Major banks in US pass Fed stress test

Through stress testing, the Federal Reserve checks whether America’s biggest banks have enough capital after major economic setbacks. The decisions also determine the minimum buffers that banks must maintain.

The crisis situations in which the central bank operates vary from year to year. This year, the regulator is examining, among other things, what effect a rise in unemployment above 6 percent would have on banks’ balance sheets. The central bank is also exploring the implications for banks of a 40 percent drop in commercial real estate prices. The central bank also examines what a shock to international financial markets would look like for banks with large trading branches.

31 banks

31 banks were raided this year. This is more than last year when there were 24 banks. This is because banks with balance sheets of $100 billion to $250 billion are added every two years.
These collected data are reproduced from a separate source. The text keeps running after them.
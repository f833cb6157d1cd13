//! Per-turn execution state shared between the scheduler, the permission
//! engine and tools.

use std::collections::{HashMap, HashSet};
use std::fmt;
use std::path::{Path, PathBuf};
use std::str::FromStr;
use std::sync::Arc;
use std::time::SystemTime;

use serde::{Deserialize, Serialize};
use tokio_util::sync::CancellationToken;

use crate::permissions::{PermissionAction, PermissionPolicy, PermissionRule};
use crate::sandbox::{PathValidator, SandboxPolicy};

/// Session-wide policy biasing how `ask` decisions are resolved.
#[derive(Debug, Clone, Copy, Default, PartialEq, Eq, Hash, Serialize, Deserialize)]
#[serde(rename_all = "kebab-case")]
pub enum PermissionMode {
    #[default]
    Default,
    AcceptEdits,
    Plan,
    BypassPermissions,
    DontAsk,
    Delegate,
}

impl PermissionMode {
    #[must_use]
    pub fn as_str(self) -> &'static str {
        match self {
            Self::Default => "default",
            Self::AcceptEdits => "accept-edits",
            Self::Plan => "plan",
            Self::BypassPermissions => "bypass-permissions",
            Self::DontAsk => "dont-ask",
            Self::Delegate => "delegate",
        }
    }
}

impl fmt::Display for PermissionMode {
    fn fmt(&self, f: &mut fmt::Formatter<'_>) -> fmt::Result {
        f.write_str(self.as_str())
    }
}

#[derive(Debug, Clone, PartialEq, Eq, thiserror::Error)]
#[error("unknown permission mode `{0}`")]
pub struct UnknownPermissionMode(pub String);

impl FromStr for PermissionMode {
    type Err = UnknownPermissionMode;

    fn from_str(s: &str) -> Result<Self, Self::Err> {
        match s.trim().to_lowercase().replace('_', "-").as_str() {
            "default" => Ok(Self::Default),
            "accept-edits" | "acceptedits" => Ok(Self::AcceptEdits),
            "plan" => Ok(Self::Plan),
            "bypass-permissions" | "bypasspermissions" | "bypass" => Ok(Self::BypassPermissions),
            "dont-ask" | "dontask" => Ok(Self::DontAsk),
            "delegate" => Ok(Self::Delegate),
            _ => Err(UnknownPermissionMode(s.to_owned())),
        }
    }
}

/// A change to the session's permission state, usually persisted from a
/// user's answer to a prompt.
#[derive(Debug, Clone, PartialEq, Eq, Serialize, Deserialize)]
#[serde(tag = "type", rename_all = "snake_case")]
pub enum PermissionUpdate {
    AddRule {
        tool_id: String,
        pattern: String,
        action: PermissionAction,
    },
    AddWriteDirectory {
        path: String,
    },
    SetMode {
        mode: PermissionMode,
    },
}

/// Current rules, mode and extra writable directories.
#[derive(Debug, Clone, Default, PartialEq, Eq)]
pub struct PermissionContext {
    pub mode: PermissionMode,
    pub policy: PermissionPolicy,
    pub additional_write_dirs: Vec<String>,
}

impl PermissionContext {
    #[must_use]
    pub fn new(mode: PermissionMode, policy: PermissionPolicy) -> Self {
        Self {
            mode,
            policy,
            additional_write_dirs: Vec::new(),
        }
    }

    pub fn apply(&mut self, update: &PermissionUpdate) {
        match update {
            PermissionUpdate::AddRule {
                tool_id,
                pattern,
                action,
            } => self.policy.add_rule(
                tool_id,
                PermissionRule {
                    pattern: pattern.clone(),
                    action: *action,
                },
            ),
            PermissionUpdate::AddWriteDirectory { path } => {
                if !self.additional_write_dirs.contains(path) {
                    self.additional_write_dirs.push(path.clone());
                }
            }
            PermissionUpdate::SetMode { mode } => self.mode = *mode,
        }
        tracing::debug!(?update, "permission context updated");
    }
}

/// Change a tool asks the scheduler to make to the [`ExecutionContext`] once
/// its result is finalized.
#[derive(Debug, Clone, PartialEq, Eq)]
pub enum ContextModifier {
    /// Messages to append to the conversation.
    InjectMessages(Vec<String>),
    /// Narrow the tools later calls may use. Intersects with any earlier
    /// restriction.
    RestrictTools(Vec<String>),
    RecordFileRead { path: PathBuf, modified: SystemTime },
    UpdatePermissions(Vec<PermissionUpdate>),
}

/// State owned by the orchestrator for one turn.
///
/// The scheduler is the only writer while a batch runs; tools see an
/// immutable [`ContextSnapshot`].
#[derive(Debug, Clone)]
pub struct ExecutionContext {
    pub cwd: PathBuf,
    pub home_dir: Option<PathBuf>,
    pub cancel: CancellationToken,
    pub read_file_timestamps: HashMap<PathBuf, SystemTime>,
    pub permissions: PermissionContext,
    pub sandbox: SandboxPolicy,
    pub allowed_tools: Option<HashSet<String>>,
    pub injected_messages: Vec<String>,
}

impl ExecutionContext {
    #[must_use]
    pub fn new(cwd: impl Into<PathBuf>) -> Self {
        Self {
            cwd: cwd.into(),
            home_dir: dirs::home_dir(),
            cancel: CancellationToken::new(),
            read_file_timestamps: HashMap::new(),
            permissions: PermissionContext::default(),
            sandbox: SandboxPolicy::default(),
            allowed_tools: None,
            injected_messages: Vec::new(),
        }
    }

    #[must_use]
    pub fn with_home_dir(mut self, home: Option<PathBuf>) -> Self {
        self.home_dir = home;
        self
    }

    #[must_use]
    pub fn with_permissions(mut self, permissions: PermissionContext) -> Self {
        self.permissions = permissions;
        self
    }

    #[must_use]
    pub fn with_sandbox(mut self, sandbox: SandboxPolicy) -> Self {
        self.sandbox = sandbox;
        self
    }

    #[must_use]
    pub fn with_cancel(mut self, cancel: CancellationToken) -> Self {
        self.cancel = cancel;
        self
    }

    #[must_use]
    pub fn snapshot(&self) -> Arc<ContextSnapshot> {
        Arc::new(ContextSnapshot {
            cwd: self.cwd.clone(),
            home_dir: self.home_dir.clone(),
            read_file_timestamps: self.read_file_timestamps.clone(),
            permissions: self.permissions.clone(),
            sandbox: self.sandbox.clone(),
            allowed_tools: self.allowed_tools.clone(),
        })
    }

    #[must_use]
    pub fn is_tool_allowed(&self, tool_id: &str) -> bool {
        self.allowed_tools
            .as_ref()
            .is_none_or(|set| set.contains(tool_id))
    }

    pub fn apply(&mut self, modifier: ContextModifier) {
        match modifier {
            ContextModifier::InjectMessages(messages) => self.injected_messages.extend(messages),
            ContextModifier::RestrictTools(tools) => {
                let next: HashSet<String> = tools.into_iter().collect();
                self.allowed_tools = Some(match self.allowed_tools.take() {
                    Some(current) => current.intersection(&next).cloned().collect(),
                    None => next,
                });
            }
            ContextModifier::RecordFileRead { path, modified } => {
                self.read_file_timestamps.insert(path, modified);
            }
            ContextModifier::UpdatePermissions(updates) => {
                for update in &updates {
                    self.permissions.apply(update);
                }
            }
        }
    }
}

/// Read-only view of an [`ExecutionContext`] taken at a point in time.
#[derive(Debug, Clone)]
pub struct ContextSnapshot {
    pub cwd: PathBuf,
    pub home_dir: Option<PathBuf>,
    pub read_file_timestamps: HashMap<PathBuf, SystemTime>,
    pub permissions: PermissionContext,
    pub sandbox: SandboxPolicy,
    pub allowed_tools: Option<HashSet<String>>,
}

impl ContextSnapshot {
    /// Sandbox policy for one call: the base policy plus directories the
    /// user made writable this session.
    #[must_use]
    pub fn sandbox_for_call(&self) -> SandboxPolicy {
        self.sandbox
            .clone()
            .with_write_dirs(&self.permissions.additional_write_dirs)
    }

    #[must_use]
    pub fn path_validator(&self) -> PathValidator {
        PathValidator::new(&self.sandbox_for_call(), &self.cwd, self.home_dir.as_deref())
    }

    #[must_use]
    pub fn resolve(&self, raw: &str) -> PathBuf {
        crate::sandbox::resolve_path(raw, &self.cwd, self.home_dir.as_deref())
    }

    #[must_use]
    pub fn last_read(&self, path: &Path) -> Option<SystemTime> {
        self.read_file_timestamps.get(path).copied()
    }

    #[must_use]
    pub fn is_tool_allowed(&self, tool_id: &str) -> bool {
        self.allowed_tools
            .as_ref()
            .is_none_or(|set| set.contains(tool_id))
    }
}
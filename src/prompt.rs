//! Terminal prompt bridge.

use dialoguer::{Input, Select};
use keel_core::{BridgeError, PermissionPrompter, PermissionRequest, PromptResponse};
use keel_tools::{BoxFuture, PermissionUpdate};

/// Asks the person at the terminal. Each prompt blocks a worker thread, not
/// the runtime.
#[derive(Debug, Clone, Copy, Default)]
pub(crate) struct TerminalPrompter;

impl PermissionPrompter for TerminalPrompter {
    fn request_decision<'a>(
        &'a self,
        request: PermissionRequest,
    ) -> BoxFuture<'a, Result<PromptResponse, BridgeError>> {
        Box::pin(async move {
            tokio::task::spawn_blocking(move || ask(&request))
                .await
                .map_err(|e| BridgeError::Failed(e.to_string()))?
        })
    }
}

fn ask(request: &PermissionRequest) -> Result<PromptResponse, BridgeError> {
    let who = if request.delegated {
        "delegated call"
    } else {
        "tool call"
    };
    eprintln!("\n{who} `{}`: {}", request.tool_id, request.summary);
    if !request.message.is_empty() {
        eprintln!("  {}", request.message);
    }

    let mut choices = vec!["Allow once".to_owned()];
    if !request.suggestions.is_empty() {
        let remembered: Vec<String> = request.suggestions.iter().map(describe).collect();
        choices.push(format!("Allow and remember: {}", remembered.join(", ")));
    }
    choices.push("Deny".to_owned());

    let picked = Select::new()
        .with_prompt("Allow this call?")
        .items(&choices)
        .default(0)
        .interact()
        .map_err(|e| BridgeError::Failed(e.to_string()))?;

    if picked + 1 == choices.len() {
        let reason: String = Input::new()
            .with_prompt("Reason (optional)")
            .allow_empty(true)
            .interact_text()
            .map_err(|e| BridgeError::Failed(e.to_string()))?;
        let reason = reason.trim();
        return Ok(PromptResponse::Deny {
            message: (!reason.is_empty()).then(|| reason.to_owned()),
        });
    }
    Ok(PromptResponse::Allow {
        updates: if picked == 0 {
            Vec::new()
        } else {
            request.suggestions.clone()
        },
    })
}

fn describe(update: &PermissionUpdate) -> String {
    match update {
        PermissionUpdate::AddRule {
            tool_id,
            pattern,
            action,
        } => format!("{} {tool_id}({pattern})", action.as_str()),
        PermissionUpdate::AddWriteDirectory { path } => format!("write to {path}"),
        PermissionUpdate::SetMode { mode } => format!("switch to {mode} mode"),
    }
}

#[cfg(test)]
mod tests {
    use keel_tools::{PermissionAction, PermissionMode};

    use super::*;

    #[test]
    fn describes_suggestions() {
        assert_eq!(
            describe(&PermissionUpdate::AddRule {
                tool_id: "bash".into(),
                pattern: "cargo test".into(),
                action: PermissionAction::Allow,
            }),
            "allow bash(cargo test)"
        );
        assert_eq!(
            describe(&PermissionUpdate::AddWriteDirectory {
                path: "/opt/out".into()
            }),
            "write to /opt/out"
        );
        assert_eq!(
            describe(&PermissionUpdate::SetMode {
                mode: PermissionMode::AcceptEdits
            }),
            "switch to accept-edits mode"
        );
    }
}
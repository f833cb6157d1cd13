use std::fmt;
use std::sync::Arc;

use crate::executor::ToolDescriptor;

/// Static description of a tool: id, one-line summary and input schema.
#[derive(Debug, Clone)]
pub struct ToolDef {
    pub id: &'static str,
    pub description: &'static str,
    pub schema: schemars::Schema,
}

/// Tools available to a session, looked up by id.
#[derive(Clone, Default)]
pub struct ToolRegistry {
    tools: Vec<Arc<dyn ToolDescriptor>>,
}

impl fmt::Debug for ToolRegistry {
    fn fmt(&self, f: &mut fmt::Formatter<'_>) -> fmt::Result {
        f.debug_list()
            .entries(self.tools.iter().map(|t| t.id()))
            .finish()
    }
}

impl ToolRegistry {
    #[must_use]
    pub fn new() -> Self {
        Self::default()
    }

    #[must_use]
    pub fn with_tool(mut self, tool: impl ToolDescriptor + 'static) -> Self {
        self.register(Arc::new(tool));
        self
    }

    /// Add a tool, replacing any tool with the same id.
    pub fn register(&mut self, tool: Arc<dyn ToolDescriptor>) {
        if let Some(slot) = self.tools.iter_mut().find(|t| t.id() == tool.id()) {
            tracing::warn!(tool = tool.id(), "replacing registered tool");
            *slot = tool;
        } else {
            self.tools.push(tool);
        }
    }

    #[must_use]
    pub fn get(&self, id: &str) -> Option<Arc<dyn ToolDescriptor>> {
        self.tools.iter().find(|t| t.id() == id).cloned()
    }

    #[must_use]
    pub fn len(&self) -> usize {
        self.tools.len()
    }

    #[must_use]
    pub fn is_empty(&self) -> bool {
        self.tools.is_empty()
    }

    #[must_use]
    pub fn definitions(&self) -> Vec<ToolDef> {
        self.tools.iter().map(|t| t.definition()).collect()
    }
}
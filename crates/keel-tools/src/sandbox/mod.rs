//! Per-call filesystem and network policy, path checks, and `bwrap` wrapping.

mod bwrap;
mod paths;

use serde::{Deserialize, Serialize};

pub use bwrap::{SandboxCommandBuilder, SandboxError};
pub use paths::{AccessMode, PathValidator, PathViolation, ViolationKind, resolve_path};

use crate::config::SandboxConfig;

#[derive(Debug, Clone, Default, PartialEq, Eq, Serialize, Deserialize)]
pub struct ReadRestrictions {
    #[serde(default)]
    pub deny_only: Vec<String>,
}

#[derive(Debug, Clone, Default, PartialEq, Eq, Serialize, Deserialize)]
pub struct WriteRestrictions {
    #[serde(default)]
    pub allow_only: Vec<String>,
    #[serde(default)]
    pub deny_within_allow: Vec<String>,
}

/// Filesystem and network rules for a single tool call.
///
/// Rules are written relative to the working directory or with a leading
/// `~`; they are resolved when checked or mounted.
#[derive(Debug, Clone, Default, PartialEq, Eq)]
pub struct SandboxPolicy {
    pub enabled: bool,
    pub read: ReadRestrictions,
    pub write: WriteRestrictions,
    pub needs_network_restriction: bool,
    pub enable_weaker_nested_sandbox: bool,
}

impl SandboxPolicy {
    #[must_use]
    pub fn from_config(config: &SandboxConfig) -> Self {
        Self {
            enabled: config.enabled,
            read: ReadRestrictions {
                deny_only: config.read_deny.clone(),
            },
            write: WriteRestrictions {
                allow_only: config.write_allow.clone(),
                deny_within_allow: config.write_deny_within_allow.clone(),
            },
            needs_network_restriction: config.restrict_network,
            enable_weaker_nested_sandbox: config.weaker_nested_sandbox,
        }
    }

    /// Extend the write allow-list, skipping entries already present.
    #[must_use]
    pub fn with_write_dirs<S: AsRef<str>>(mut self, dirs: &[S]) -> Self {
        for dir in dirs {
            let dir = dir.as_ref();
            if !self.write.allow_only.iter().any(|d| d == dir) {
                self.write.allow_only.push(dir.to_owned());
            }
        }
        self
    }
}
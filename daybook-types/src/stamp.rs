//! Audit timestamps for mutation-tracked entities.
//!
//! Every entity carries an immutable creation time and a nullable
//! modification time. The modification time starts unset on freshly created
//! entities and is stamped by every qualifying setter call — including
//! writes that assign the value already held. Several behaviors downstream
//! (completion-date clearing, sync dirty detection) depend on "a setter ran",
//! not on "the value changed", so the stamp never short-circuits.

use chrono::{DateTime, Duration, Utc};
use serde::{Deserialize, Serialize};

/// Creation/modification timestamp pair for one entity instance.
///
/// Invariants:
/// - `created_at` is set once, at construction, and never reassigned.
/// - `modified_at` is `None` until the first post-construction mutation;
///   it is never auto-initialized to "now" by a constructor.
/// - When `modified_at` is set, `created_at <= modified_at`.
#[derive(Debug, Clone, Copy, PartialEq, Eq, Serialize, Deserialize)]
pub struct AuditStamp {
    created_at: DateTime<Utc>,
    modified_at: Option<DateTime<Utc>>,
}

impl AuditStamp {
    /// Creates a stamp for a brand-new entity: created now, never modified.
    #[must_use]
    pub fn new() -> Self {
        Self {
            created_at: Utc::now(),
            modified_at: None,
        }
    }

    /// Creates a stamp from stored values, verbatim.
    ///
    /// This is the reconstruction path: both timestamps come from the caller
    /// (typically a transfer object loaded from storage) and are not
    /// reinterpreted.
    #[must_use]
    pub const fn restored(
        created_at: DateTime<Utc>,
        modified_at: Option<DateTime<Utc>>,
    ) -> Self {
        Self {
            created_at,
            modified_at,
        }
    }

    /// Returns the creation time.
    #[must_use]
    pub const fn created_at(&self) -> DateTime<Utc> {
        self.created_at
    }

    /// Returns the last modification time, if the entity has been mutated.
    #[must_use]
    pub const fn modified_at(&self) -> Option<DateTime<Utc>> {
        self.modified_at
    }

    /// Records a mutation at the current wall-clock time.
    ///
    /// Repeated touches are strictly increasing: if the clock has not
    /// advanced past the previous modification time, the stamp is bumped by
    /// one nanosecond instead of reusing the same instant.
    pub fn touch(&mut self) {
        let now = Utc::now();
        self.modified_at = Some(match self.modified_at {
            Some(prev) if now <= prev => prev + Duration::nanoseconds(1),
            _ => now,
        });
    }
}

impl Default for AuditStamp {
    fn default() -> Self {
        Self::new()
    }
}
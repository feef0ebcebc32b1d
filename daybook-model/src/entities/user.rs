//! Application users.

use crate::convert::{self, BuiltTarget, Cast};
use crate::dto::UserDto;
use crate::entities::{Contact, restored_stamp};
use crate::error::ConvertResult;
use crate::json::{self, CycleGuard, JsonKeys, ToJson};
use chrono::{DateTime, Utc};
use daybook_types::{AuditStamp, ValidationResult, validate};
use serde_json::{Map, Value};
use std::any::TypeId;

#[derive(Debug, Clone, Default, PartialEq)]
pub struct User {
    id: i64,
    username: String,
    display_name: Option<String>,
    email: Option<String>,
    stamp: AuditStamp,
}

impl User {
    /// A blank user: all defaults, created now, never modified.
    #[must_use]
    pub fn new() -> Self {
        Self::default()
    }

    /// Reconstructs a user from its transfer object, re-checking the same
    /// bounds the setters enforce.
    pub fn from_dto(dto: &UserDto) -> ConvertResult<Self> {
        validate::non_negative("id", dto.id)?;
        validate::max_len("username", &dto.username, validate::NAME_MAX)?;
        validate::max_len_opt("displayName", dto.display_name.as_deref(), validate::NAME_MAX)?;
        Ok(Self {
            id: dto.id,
            username: dto.username.clone(),
            display_name: dto.display_name.clone(),
            email: dto.email.clone(),
            stamp: restored_stamp(dto.date_created, dto.date_modified),
        })
    }

    /// Sibling-conversion constructor: scalar fields and stamp supplied by
    /// another entity's cast table.
    pub(crate) fn restored(
        id: i64,
        username: String,
        email: Option<String>,
        stamp: AuditStamp,
    ) -> Self {
        Self {
            id,
            username,
            email,
            stamp,
            ..Self::default()
        }
    }

    #[must_use]
    pub fn id(&self) -> i64 {
        self.id
    }

    #[must_use]
    pub fn username(&self) -> &str {
        &self.username
    }

    #[must_use]
    pub fn display_name(&self) -> Option<&str> {
        self.display_name.as_deref()
    }

    #[must_use]
    pub fn email(&self) -> Option<&str> {
        self.email.as_deref()
    }

    #[must_use]
    pub fn created_at(&self) -> DateTime<Utc> {
        self.stamp.created_at()
    }

    #[must_use]
    pub fn modified_at(&self) -> Option<DateTime<Utc>> {
        self.stamp.modified_at()
    }

    pub fn set_id(&mut self, id: i64) -> ValidationResult<()> {
        validate::non_negative("id", id)?;
        self.id = id;
        self.stamp.touch();
        Ok(())
    }

    pub fn set_username(&mut self, username: impl Into<String>) -> ValidationResult<()> {
        let username = username.into();
        validate::required("username", &username)?;
        validate::max_len("username", &username, validate::NAME_MAX)?;
        self.username = username;
        self.stamp.touch();
        Ok(())
    }

    pub fn set_display_name(&mut self, display_name: Option<String>) -> ValidationResult<()> {
        validate::max_len_opt("displayName", display_name.as_deref(), validate::NAME_MAX)?;
        self.display_name = display_name;
        self.stamp.touch();
        Ok(())
    }

    pub fn set_email(&mut self, email: Option<String>) {
        self.email = email;
        self.stamp.touch();
    }

    fn to_dto(&self) -> UserDto {
        UserDto {
            id: self.id,
            username: self.username.clone(),
            display_name: self.display_name.clone(),
            email: self.email.clone(),
            date_created: Some(self.stamp.created_at()),
            date_modified: self.stamp.modified_at(),
        }
    }

    /// Sibling-entity view: a contact named after this user. Timestamps
    /// carry over verbatim.
    fn to_contact(&self) -> Contact {
        let name = self
            .display_name
            .clone()
            .unwrap_or_else(|| self.username.clone());
        Contact::restored(self.id, name, self.email.clone(), self.stamp)
    }
}

impl Cast for User {
    fn build(&self, target: TypeId) -> Option<BuiltTarget> {
        if target == TypeId::of::<UserDto>() {
            convert::entry(Ok(self.to_dto()))
        } else if target == TypeId::of::<Contact>() {
            convert::entry(Ok(self.to_contact()))
        } else {
            None
        }
    }
}

impl ToJson for User {
    fn json_key(&self) -> (&'static str, i64) {
        ("User", self.id)
    }

    fn project(&self, keys: &JsonKeys, _guard: &mut CycleGuard) -> Map<String, Value> {
        let mut map = Map::new();
        json::push_audit(&mut map, keys, self.id, &self.stamp);
        map.insert("username".to_owned(), Value::String(self.username.clone()));
        json::push_str(&mut map, "displayName", self.display_name.as_deref());
        json::push_str(&mut map, "email", self.email.as_deref());
        map
    }
}
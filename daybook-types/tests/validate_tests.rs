use daybook_types::{ValidationError, validate};

// ── non_negative ─────────────────────────────────────────────────

#[test]
fn zero_is_allowed() {
    assert!(validate::non_negative("id", 0).is_ok());
}

#[test]
fn positive_is_allowed() {
    assert!(validate::non_negative("id", i64::MAX).is_ok());
}

#[test]
fn negative_is_a_range_error() {
    let err = validate::non_negative("id", -1).unwrap_err();
    assert_eq!(err, ValidationError::Range { field: "id", value: -1 });
}

// ── max_len ──────────────────────────────────────────────────────

#[test]
fn name_of_exactly_max_length_passes() {
    let name = "a".repeat(validate::NAME_MAX);
    assert!(validate::max_len("name", &name, validate::NAME_MAX).is_ok());
}

#[test]
fn name_one_over_max_fails() {
    let name = "a".repeat(validate::NAME_MAX + 1);
    let err = validate::max_len("name", &name, validate::NAME_MAX).unwrap_err();
    assert_eq!(
        err,
        ValidationError::Length {
            field: "name",
            max: 100,
            len: 101
        }
    );
}

#[test]
fn length_counts_characters_not_bytes() {
    // 100 multi-byte characters are within a 100-character bound
    let name = "ü".repeat(validate::NAME_MAX);
    assert!(validate::max_len("name", &name, validate::NAME_MAX).is_ok());
}

#[test]
fn optional_none_passes_max_len() {
    assert!(validate::max_len_opt("notes", None, validate::DESCRIPTION_MAX).is_ok());
}

#[test]
fn optional_too_long_fails_max_len() {
    let notes = "x".repeat(validate::DESCRIPTION_MAX + 1);
    assert!(validate::max_len_opt("notes", Some(&notes), validate::DESCRIPTION_MAX).is_err());
}

// ── required ─────────────────────────────────────────────────────

#[test]
fn non_blank_is_allowed() {
    assert!(validate::required("name", "Ada").is_ok());
}

#[test]
fn empty_is_rejected() {
    let err = validate::required("name", "").unwrap_err();
    assert_eq!(err, ValidationError::Required { field: "name" });
}

#[test]
fn whitespace_only_is_rejected() {
    assert!(validate::required("name", " \t\n ").is_err());
}

// ── Error accessors & messages ───────────────────────────────────

#[test]
fn field_accessor_names_the_offender() {
    let err = validate::non_negative("projectId", -5).unwrap_err();
    assert_eq!(err.field(), "projectId");
}

#[test]
fn messages_are_stable() {
    let err = validate::non_negative("id", -1).unwrap_err();
    assert_eq!(err.to_string(), "id must not be negative (got -1)");

    let err = validate::required("name", "").unwrap_err();
    assert_eq!(err.to_string(), "name is required and must not be blank");
}

// ── Properties ───────────────────────────────────────────────────

mod properties {
    use super::*;
    use proptest::prelude::*;

    proptest! {
        #[test]
        fn strings_within_the_bound_always_pass(s in "[a-zA-Z0-9 ]{0,100}") {
            prop_assert!(validate::max_len("name", &s, validate::NAME_MAX).is_ok());
        }

        #[test]
        fn strings_past_the_bound_always_fail(s in "[a-zA-Z0-9]{101,160}") {
            prop_assert!(validate::max_len("name", &s, validate::NAME_MAX).is_err());
        }

        #[test]
        fn all_non_negative_values_pass(v in 0i64..) {
            prop_assert!(validate::non_negative("id", v).is_ok());
        }

        #[test]
        fn all_negative_values_fail(v in i64::MIN..0) {
            let err = validate::non_negative("id", v).unwrap_err();
            prop_assert_eq!(err, ValidationError::Range { field: "id", value: v });
        }
    }
}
“Though the intensity of the stress test this year was similar to last year, the test resulted in large losses due to risky balance sheets and high costs,” Barr said, adding that all banks are well capitalized.

Credit cards and loans

The higher risks are mainly for customers with credit cards and business loans. Additionally, higher costs mean less profit from commissions, making it more difficult to recoup losses, for example, according to the central bank.

CET1 capital ratio, a key indicator for banks, tested at 9.9 percent this year. It was 12.7 percent in the previous year. The minimum requirement is 4.5 percent.

The annual stress test was introduced after the Great Financial Crisis between 2007 and 2009, which led to great unease about the survival of banks. The central bank wants to restore confidence by regularly checking whether buffers are strong enough.